FDA Expands Approval of Imfinzi to Reduce the Risk of Progressing NSCLC


Lung cancer is the leading cause of cancer death in the United States, with an estimated 222,500 new diagnoses and 155,870 deaths in 2017, according to the National Cancer Institute at the National Institutes of Health. The most common type of lung cancer, non-small cell lung cancer (NSCLC), occurs when cancer cells form in the tissues of the lung. Stage III NSCLC means tumors have spread to nearby lymph nodes or into other parts of the body near the lungs.

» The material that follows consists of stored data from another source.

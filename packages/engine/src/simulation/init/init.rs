use crate::domain::config::SimConfig;
use crate::domain::scene::{Scene, SceneCell};
use crate::grid::Grid;
use crate::systems::random::{OffsetSource, Rng};

use super::perf_stats::PerfStats;
use super::WorldCore;

pub(super) fn create_world_core(width: u32, height: u32, config: SimConfig) -> WorldCore {
    let config = match config.validate() {
        Ok(()) => config,
        Err(e) => {
            log::warn!("rejected config, using defaults: {}", e);
            SimConfig::default()
        }
    };
    let seed = config.effective_seed();
    log::debug!("creating {}x{} liquid world (seed {})", width, height, seed);

    WorldCore {
        grid: Grid::new(width, height),
        rng: Rng::new(seed),
        offsets: OffsetSource::new(seed),
        config,
        frame: 0,
        scene: None,
        pixels: vec![0u32; (width as usize) * (height as usize)],
        perf_enabled: false,
        perf_stats: PerfStats::default(),
    }
}

pub(super) fn init(world: &mut WorldCore, width: u32, height: u32) {
    log::debug!("init {}x{}", width, height);
    world.grid = Grid::new(width, height);
    world.pixels = vec![0u32; world.grid.size()];
    world.frame = 0;
    world.reseed(world.config.seed);
}

pub(super) fn load_scene(world: &mut WorldCore, scene: &Scene) {
    install_scene(world, scene.clone());
}

/// Resize to `scene`, seed it and keep it for `reset_scene`
pub(super) fn install_scene(world: &mut WorldCore, scene: Scene) {
    world.init(scene.width(), scene.height());
    apply_scene(world, &scene);
    log::debug!(
        "loaded {}x{} scene with {} liquid units",
        scene.width(),
        scene.height(),
        world.grid.total_liquid()
    );
    world.scene = Some(scene);
}

pub(super) fn reset_scene(world: &mut WorldCore) {
    match world.scene.take() {
        Some(scene) => install_scene(world, scene),
        None => {
            world.clear();
            world.reseed(world.config.seed);
        }
    }
}

fn apply_scene(world: &mut WorldCore, scene: &Scene) {
    for (x, y, cell) in scene.features() {
        match cell {
            SceneCell::Solid => world.grid.set_solid(x, y, true),
            SceneCell::Liquid(n) => world.grid.set_liquid(x, y, n),
            SceneCell::Open => {}
        }
    }
}
use liquid_engine::World;

#[test]
fn perf_smoke_simulate() {
    let mut world = World::new(128, 64);
    world.enable_perf_metrics(true);
    for x in 0..128 {
        world.set_solid(x, 63, true);
    }
    world.paint_liquid(64, 16, 12, 2);
    let total = world.total_liquid();

    world.simulate();
    world.render();

    let stats = world.get_perf_stats();
    assert!(stats.step_ms() >= 0.0);
    assert_eq!(stats.total_liquid(), total);
    assert_eq!(world.pixels_len(), 128 * 64);
}

#[test]
fn facade_loads_config_json() {
    let mut world = World::new(8, 8);
    world.load_config_json(r#"{ "gravity": 0.2, "seed": 9 }"#.to_string()).unwrap();
    assert!(world.config_json().contains("\"seed\":9"));
}
// Copyright 2022 Ryan Seipp
//
// Licensed under the Apache License, Version 2.0 (the "License");
// you may not use this file except in compliance with the License.
// You may obtain a copy of the License at
//
//     http://www.apache.org/licenses/LICENSE-2.0
//
// Unless required by applicable law or agreed to in writing, software
// distributed under the License is distributed on an "AS IS" BASIS,
// WITHOUT WARRANTIES OR CONDITIONS OF ANY KIND, either express or implied.
// See the License for the specific language governing permissions and
// limitations under the License.

//! CLI entry point: parses configuration, wires up logging, builds the worker pool and
//! acceptor, and runs until a SIGINT/SIGTERM or a bind failure ends the process.

use std::process::ExitCode;
use std::sync::Arc;
use std::time::Duration;

use signal_hook::consts::{SIGINT, SIGTERM};
use signal_hook::iterator::Signals;

use webreactor::cache::ResourceCache;
use webreactor::config::Config;
use webreactor::log::async_log::AsyncLog;
use webreactor::metrics::Metrics;
use webreactor::reactor::event_loop::EventLoopConfig;
use webreactor::reactor::LoopPool;
use webreactor::server::{self, Server};

fn main() -> ExitCode {
    let config = Config::parse_args();

    let logger = match AsyncLog::start(&config.log_file) {
        Ok(logger) => logger,
        Err(e) => {
            eprintln!("webreactord: failed to open log file {:?}: {e}", config.log_file);
            return ExitCode::FAILURE;
        }
    };
    if AsyncLog::install(logger.clone(), log::LevelFilter::Info).is_err() {
        eprintln!("webreactord: a logger is already installed");
        return ExitCode::FAILURE;
    }

    match run(&config) {
        Ok(()) => {
            log::info!("webreactord stopped");
            logger.shutdown();
            ExitCode::SUCCESS
        }
        Err(e) => {
            logger.fatal(&format!("startup failed: {e}"));
        }
    }
}

fn run(config: &Config) -> std::io::Result<()> {
    let doc_root = Arc::new(config.doc_root.clone());
    let cache = Arc::new(ResourceCache::new(config.cache_bytes));
    let metrics = Arc::new(Metrics::new());

    let loop_config = EventLoopConfig {
        doc_root,
        cache,
        metrics,
        idle_timeout: Duration::from_millis(config.idle_timeout_ms),
        max_line_len: webreactor::http::DEFAULT_MAX_LINE_LEN,
    };

    log::info!(
        "starting webreactord on {} with {} worker loop(s), doc root {:?}",
        config.listen_addr(),
        config.workers,
        config.doc_root,
    );

    let pool = LoopPool::spawn(config.workers, loop_config)?;
    let listener = server::bind(config.listen_addr(), 2048)?;
    let mut server = Server::new(listener, pool)?;

    let stopper = server.stopper();
    let mut signals = Signals::new([SIGINT, SIGTERM])?;
    std::thread::Builder::new()
        .name("webreactor-signals".to_string())
        .spawn(move || {
            if let Some(sig) = signals.forever().next() {
                log::info!("received signal {sig}, shutting down");
                stopper.stop();
            }
        })?;

    server.run()?;
    server.shutdown_workers();

    Ok(())
}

The FDA has approved Imfinzi (durvalumab) for the treatment of patients with stage III (NSCLC whose tumors are not able to be surgically removed (unresectable) and whose cancer has not progressed after treatment with chemotherapy and radiation (chemoradiation). According to FDA, this is the first treatment approved for stage III unresectable NSCLC to reduce the risk of the cancer progressing, when the cancer has not worsened after chemoradiation. For patients with stage III lung cancer that cannot be removed surgically, the current approach to prevent progression is chemoradiation. Although a small number of patients may be cured with the chemoradiation, the cancer may eventually progress. Patients now have an approved therapy that has been shown to keep the cancer from progressing for a longer time after chemoradiation.

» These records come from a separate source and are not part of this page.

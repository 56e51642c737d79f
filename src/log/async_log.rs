//! A double-buffered, background-thread log sink implementing `log::Log`.
//!
//! The front end (`log::info!`, etc.) only ever appends to an in-memory buffer under a
//! mutex; a dedicated writer thread swaps that buffer out and flushes it to disk, so a slow
//! disk never blocks a worker loop's hot path.

use std::fs::{File, OpenOptions};
use std::io::{self, Write};
use std::path::{Path, PathBuf};
use std::sync::{Arc, Condvar, Mutex};
use std::thread::JoinHandle;
use std::time::Duration;

use chrono::Local;
use log::{Log, Metadata, Record};

/// Buffers larger than this are handed to the writer thread immediately rather than waiting
/// for the periodic flush.
const BUFFER_FLUSH_THRESHOLD: usize = 4 * 1024 * 1024;
/// Upper bound on how long a line can sit unflushed if logging is quiet.
const FLUSH_INTERVAL: Duration = Duration::from_secs(3);

struct Shared {
    current: Vec<u8>,
    ready: Vec<Vec<u8>>,
    stopped: bool,
}

/// A `log::Log` implementation that appends formatted lines into an in-memory buffer and
/// defers the actual file write to a background thread.
pub struct AsyncLog {
    shared: Arc<Mutex<Shared>>,
    condvar: Arc<Condvar>,
    writer_thread: Mutex<Option<JoinHandle<()>>>,
}

impl AsyncLog {
    /// Spawns the background writer thread, opening (creating/truncating) `path`.
    pub fn start(path: &Path) -> io::Result<Arc<Self>> {
        let file = OpenOptions::new()
            .create(true)
            .append(true)
            .open(path)?;

        let shared = Arc::new(Mutex::new(Shared {
            current: Vec::with_capacity(64 * 1024),
            ready: Vec::new(),
            stopped: false,
        }));
        let condvar = Arc::new(Condvar::new());

        let logger = Arc::new(Self {
            shared: shared.clone(),
            condvar: condvar.clone(),
            writer_thread: Mutex::new(None),
        });

        let thread_shared = shared;
        let thread_condvar = condvar;
        let handle = std::thread::Builder::new()
            .name("webreactor-logger".to_string())
            .spawn(move || run_writer(file, thread_shared, thread_condvar))
            .map_err(|e| io::Error::new(io::ErrorKind::Other, e))?;

        *logger.writer_thread.lock().unwrap_or_else(|e| e.into_inner()) = Some(handle);

        Ok(logger)
    }

    /// Installs `self` as the global `log` facade's backend at `level`.
    pub fn install(logger: Arc<Self>, level: log::LevelFilter) -> Result<(), log::SetLoggerError> {
        log::set_max_level(level);
        log::set_boxed_logger(Box::new(ArcLogger(logger)))
    }

    fn append(&self, line: &str) {
        let mut shared = self.shared.lock().unwrap_or_else(|e| e.into_inner());
        shared.current.extend_from_slice(line.as_bytes());
        if shared.current.len() >= BUFFER_FLUSH_THRESHOLD {
            let full = std::mem::replace(&mut shared.current, Vec::with_capacity(64 * 1024));
            shared.ready.push(full);
            self.condvar.notify_one();
        }
    }

    /// Logs a fatal message synchronously-enough to be visible, then aborts the process.
    ///
    /// For conditions the runtime itself must treat as unrecoverable (bind failure,
    /// poisoned global state) rather than a bug in caller code.
    pub fn fatal(&self, message: &str) -> ! {
        self.append(&format_line("FATAL", file!(), line!(), message));
        self.flush_blocking();
        std::process::abort();
    }

    /// Forces the current buffer to the writer thread and blocks until it has drained every
    /// pending buffer at least once.
    pub fn flush_blocking(&self) {
        {
            let mut shared = self.shared.lock().unwrap_or_else(|e| e.into_inner());
            if !shared.current.is_empty() {
                let full = std::mem::replace(&mut shared.current, Vec::with_capacity(64 * 1024));
                shared.ready.push(full);
            }
        }
        self.condvar.notify_one();

        // Give the writer thread a bounded window to drain; this is a best-effort flush used
        // before process exit, not a handshake protocol.
        for _ in 0..50 {
            if self.shared.lock().unwrap_or_else(|e| e.into_inner()).ready.is_empty() {
                break;
            }
            std::thread::sleep(Duration::from_millis(10));
        }
    }

    /// Stops the writer thread after flushing everything buffered.
    pub fn shutdown(&self) {
        self.flush_blocking();
        {
            let mut shared = self.shared.lock().unwrap_or_else(|e| e.into_inner());
            shared.stopped = true;
        }
        self.condvar.notify_one();

        if let Some(handle) = self
            .writer_thread
            .lock()
            .unwrap_or_else(|e| e.into_inner())
            .take()
        {
            let _ = handle.join();
        }
    }
}

impl Log for AsyncLog {
    fn enabled(&self, _metadata: &Metadata) -> bool {
        true
    }

    fn log(&self, record: &Record) {
        let line = format_line(
            &record.level().to_string(),
            record.file().unwrap_or("?"),
            record.line().unwrap_or(0),
            &record.args().to_string(),
        );
        self.append(&line);
    }

    fn flush(&self) {
        self.flush_blocking();
    }
}

/// Adapts `Arc<AsyncLog>` to the `'static` owned logger `log::set_boxed_logger` wants.
struct ArcLogger(Arc<AsyncLog>);

impl Log for ArcLogger {
    fn enabled(&self, metadata: &Metadata) -> bool {
        self.0.enabled(metadata)
    }

    fn log(&self, record: &Record) {
        self.0.log(record);
    }

    fn flush(&self) {
        self.0.flush();
    }
}

fn format_line(level_name: &str, file: &str, line: u32, message: &str) -> String {
    format!(
        "{} [{}] {}:{} - {}\n",
        Local::now().format("%Y-%m-%d %H:%M:%S%.3f"),
        level_name,
        file,
        line,
        message
    )
}

fn run_writer(mut file: File, shared: Arc<Mutex<Shared>>, condvar: Arc<Condvar>) {
    loop {
        let ready = {
            let guard = shared.lock().unwrap_or_else(|e| e.into_inner());
            let (mut guard, timeout) = condvar
                .wait_timeout_while(guard, FLUSH_INTERVAL, |s| s.ready.is_empty() && !s.stopped)
                .unwrap_or_else(|e| e.into_inner());

            if timeout.timed_out() && guard.ready.is_empty() && !guard.current.is_empty() {
                let full = std::mem::replace(&mut guard.current, Vec::with_capacity(64 * 1024));
                guard.ready.push(full);
            }

            let drained: Vec<Vec<u8>> = guard.ready.drain(..).collect();
            let done = guard.stopped && drained.is_empty() && guard.current.is_empty();
            (drained, done)
        };
        let (buffers, done) = ready;

        for buf in &buffers {
            if let Err(e) = file.write_all(buf) {
                eprintln!("webreactord: log write failed: {e}");
            }
        }
        if !buffers.is_empty() {
            let _ = file.flush();
        }

        if done {
            return;
        }
    }
}

/// Resolves a log file path relative to the current directory, matching the rest of the
/// crate's path handling.
pub fn default_log_path(name: &str) -> PathBuf {
    PathBuf::from(name)
}

#[cfg(test)]
mod tests {
    use super::*;
    use std::io::Read;

    #[test]
    fn appended_lines_are_flushed_to_file() {
        let dir = tempfile::tempdir().unwrap();
        let path = dir.path().join("test.log");

        let logger = AsyncLog::start(&path).unwrap();
        logger.append(&format_line("INFO", "test.rs", 42, "hello"));
        logger.flush_blocking();
        logger.shutdown();

        let mut contents = String::new();
        File::open(&path).unwrap().read_to_string(&mut contents).unwrap();
        assert!(contents.contains("hello"));
        assert!(contents.contains("[INFO]"));
        assert!(contents.contains("test.rs:42"));
    }

    #[test]
    fn fatal_message_reaches_disk_before_abort_would_fire() {
        // We can't actually call `fatal` in a test (it aborts the process); this exercises
        // the same append + flush path `fatal` uses.
        let dir = tempfile::tempdir().unwrap();
        let path = dir.path().join("fatal.log");

        let logger = AsyncLog::start(&path).unwrap();
        logger.append(&format_line("FATAL", "fatal.rs", 7, "disk full"));
        logger.flush_blocking();
        logger.shutdown();

        let mut contents = String::new();
        File::open(&path).unwrap().read_to_string(&mut contents).unwrap();
        assert!(contents.contains("FATAL"));
        assert!(contents.contains("disk full"));
    }
}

Imfinzi targets the PD-1/PD-L1 pathway (proteins found on the body’s immune cells and some cancer cells). By blocking these interactions, Imfinzi may help the body’s immune system attack cancer cells. Imfinzi was previously granted accelerated approval in 2017 for the treatment of certain patients with locally advanced or metastatic bladder cancer. The approval of Imfinzi for the treatment of stage III, unresectable NSCLC was based on a randomized trial of 713 patients whose cancer had not progressed after completing chemotherapy and radiation. The trial measured the length of time the tumors did not have significant growth after starting treatment with Imfinzi or a placebo (progression-free survival). The median progression-free survival for patients taking Imfinzi was 16.8 months compared to 5.6 months for patients receiving a placebo. In addition, the sponsor has agreed to a post-marketing commitment to provide additional information from their study to the FDA about how long patients lived following treatment with Imfinzi after chemotherapy and radiation (overall survival).

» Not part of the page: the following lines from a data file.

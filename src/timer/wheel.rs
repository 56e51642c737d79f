//! Binary min-heap of per-connection deadlines

use std::collections::HashMap;
use std::time::{Duration, Instant};

use mio::Token;

struct Entry {
    token: Token,
    expire_at: Instant,
}

/// One per worker loop. Tracks an idle-timeout deadline per connection token and reaps
/// expired ones.
///
/// Invariant: for every `fd` in the index map, `heap[index_map[fd]].token == fd`,
/// and the heap root holds the minimum `expire_at`.
#[derive(Default)]
pub struct TimerWheel {
    heap: Vec<Entry>,
    index: HashMap<Token, usize>,
}

impl TimerWheel {
    /// Creates an empty wheel.
    pub fn new() -> Self {
        Self::default()
    }

    /// Number of live timers.
    pub fn len(&self) -> usize {
        self.heap.len()
    }

    /// Whether there are no live timers.
    pub fn is_empty(&self) -> bool {
        self.heap.is_empty()
    }

    /// Adds a timer for `token` expiring `timeout` from `now`. If `token` already has a
    /// timer, this upgrades to [`TimerWheel::adjust`]
    pub fn add(&mut self, token: Token, now: Instant, timeout: Duration) {
        if self.index.contains_key(&token) {
            self.adjust(token, now, timeout);
            return;
        }

        let idx = self.heap.len();
        self.heap.push(Entry {
            token,
            expire_at: now + timeout,
        });
        self.index.insert(token, idx);
        self.sift_up(idx);
    }

    /// Resets `token`'s deadline to `timeout` from `now`. A no-op if `token` has no timer.
    pub fn adjust(&mut self, token: Token, now: Instant, timeout: Duration) {
        let Some(&idx) = self.index.get(&token) else {
            return;
        };
        self.heap[idx].expire_at = now + timeout;
        self.sift_down(idx);
        self.sift_up(idx);
    }

    /// Removes `token`'s timer, if any.
    pub fn remove(&mut self, token: Token) {
        let Some(idx) = self.index.remove(&token) else {
            return;
        };

        let last = self.heap.len() - 1;
        self.heap.swap(idx, last);
        self.heap.pop();

        if idx < self.heap.len() {
            self.index.insert(self.heap[idx].token, idx);
            self.sift_down(idx);
            self.sift_up(idx);
        }
    }

    /// Pops every timer whose deadline has passed and returns their tokens, so the caller
    /// can invoke close callbacks outside the heap's internal mutation
    pub fn handle_expired(&mut self, now: Instant) -> Vec<Token> {
        let mut expired = Vec::new();
        while let Some(front) = self.heap.first() {
            if front.expire_at > now {
                break;
            }
            let token = front.token;
            self.remove(token);
            expired.push(token);
        }
        expired
    }

    /// Milliseconds until the next deadline: `0` if already expired, `-1` if no timers are
    /// pending (wait forever)
    pub fn next_timeout_ms(&self, now: Instant) -> i64 {
        match self.heap.first() {
            None => -1,
            Some(front) if front.expire_at <= now => 0,
            Some(front) => (front.expire_at - now).as_millis() as i64,
        }
    }

    fn sift_up(&mut self, mut idx: usize) {
        while idx > 0 {
            let parent = (idx - 1) / 2;
            if self.heap[parent].expire_at <= self.heap[idx].expire_at {
                break;
            }
            self.swap(parent, idx);
            idx = parent;
        }
    }

    fn sift_down(&mut self, mut idx: usize) {
        loop {
            let left = 2 * idx + 1;
            let right = 2 * idx + 2;
            let mut smallest = idx;

            if left < self.heap.len() && self.heap[left].expire_at < self.heap[smallest].expire_at
            {
                smallest = left;
            }
            if right < self.heap.len()
                && self.heap[right].expire_at < self.heap[smallest].expire_at
            {
                smallest = right;
            }
            if smallest == idx {
                break;
            }
            self.swap(smallest, idx);
            idx = smallest;
        }
    }

    fn swap(&mut self, a: usize, b: usize) {
        self.heap.swap(a, b);
        self.index.insert(self.heap[a].token, a);
        self.index.insert(self.heap[b].token, b);
    }

    #[cfg(test)]
    fn check_invariant(&self) {
        for (token, &idx) in &self.index {
            assert_eq!(self.heap[idx].token, *token);
        }
        for (i, entry) in self.heap.iter().enumerate() {
            let left = 2 * i + 1;
            let right = 2 * i + 2;
            if left < self.heap.len() {
                assert!(entry.expire_at <= self.heap[left].expire_at);
            }
            if right < self.heap.len() {
                assert!(entry.expire_at <= self.heap[right].expire_at);
            }
        }
    }
}

#[cfg(test)]
mod tests {
    use super::*;

    #[test]
    fn root_is_minimum_after_inserts() {
        let mut wheel = TimerWheel::new();
        let now = Instant::now();
        wheel.add(Token(1), now, Duration::from_millis(500));
        wheel.add(Token(2), now, Duration::from_millis(100));
        wheel.add(Token(3), now, Duration::from_millis(900));
        wheel.check_invariant();
        assert_eq!(wheel.heap[0].token, Token(2));
    }

    #[test]
    fn add_remove_restores_prior_next_timeout() {
        let mut wheel = TimerWheel::new();
        let now = Instant::now();
        wheel.add(Token(1), now, Duration::from_millis(500));
        let before = wheel.next_timeout_ms(now);

        wheel.add(Token(2), now, Duration::from_millis(10));
        wheel.remove(Token(2));
        wheel.check_invariant();

        let after = wheel.next_timeout_ms(now);
        assert_eq!(before, after);
    }

    #[test]
    fn add_existing_token_upgrades_to_adjust() {
        let mut wheel = TimerWheel::new();
        let now = Instant::now();
        wheel.add(Token(1), now, Duration::from_millis(1000));
        wheel.add(Token(1), now, Duration::from_millis(10));
        assert_eq!(wheel.len(), 1);
        assert_eq!(wheel.next_timeout_ms(now), 10);
    }

    #[test]
    fn handle_expired_pops_only_due_timers() {
        let mut wheel = TimerWheel::new();
        let now = Instant::now();
        wheel.add(Token(1), now, Duration::from_millis(0));
        wheel.add(Token(2), now, Duration::from_millis(10_000));
        wheel.check_invariant();

        let expired = wheel.handle_expired(now);
        assert_eq!(expired, vec![Token(1)]);
        assert_eq!(wheel.len(), 1);
        wheel.check_invariant();
    }

    #[test]
    fn next_timeout_reports_wait_forever_when_empty() {
        let wheel = TimerWheel::new();
        assert_eq!(wheel.next_timeout_ms(Instant::now()), -1);
    }
}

Common side effects of Imfinzi in patients with stage III unresectable NSCLC include cough, fatigue, inflammation in the lungs (pneumonitis/radiation pneumonitis), upper respiratory tract infections, difficulty breathing and rash. Serious risks of Imfinzi include immune-mediated side effects, where the body’s immune system attacks healthy cells or organs, such as the lungs (pneumonitis), liver (hepatitis), colon (colitis), hormone-producing glands (endocrinopathies) and kidneys (nephritis). Other serious side effects of Imfinzi include infection and infusion-related reactions. Imfinzi can cause harm to a developing fetus; women should be advised of the potential risk to the fetus and to use effective contraception.


The FDA granted this application Priority Review and Breakthrough Therapy designations. Imfinzi is marketed by AstraZeneca.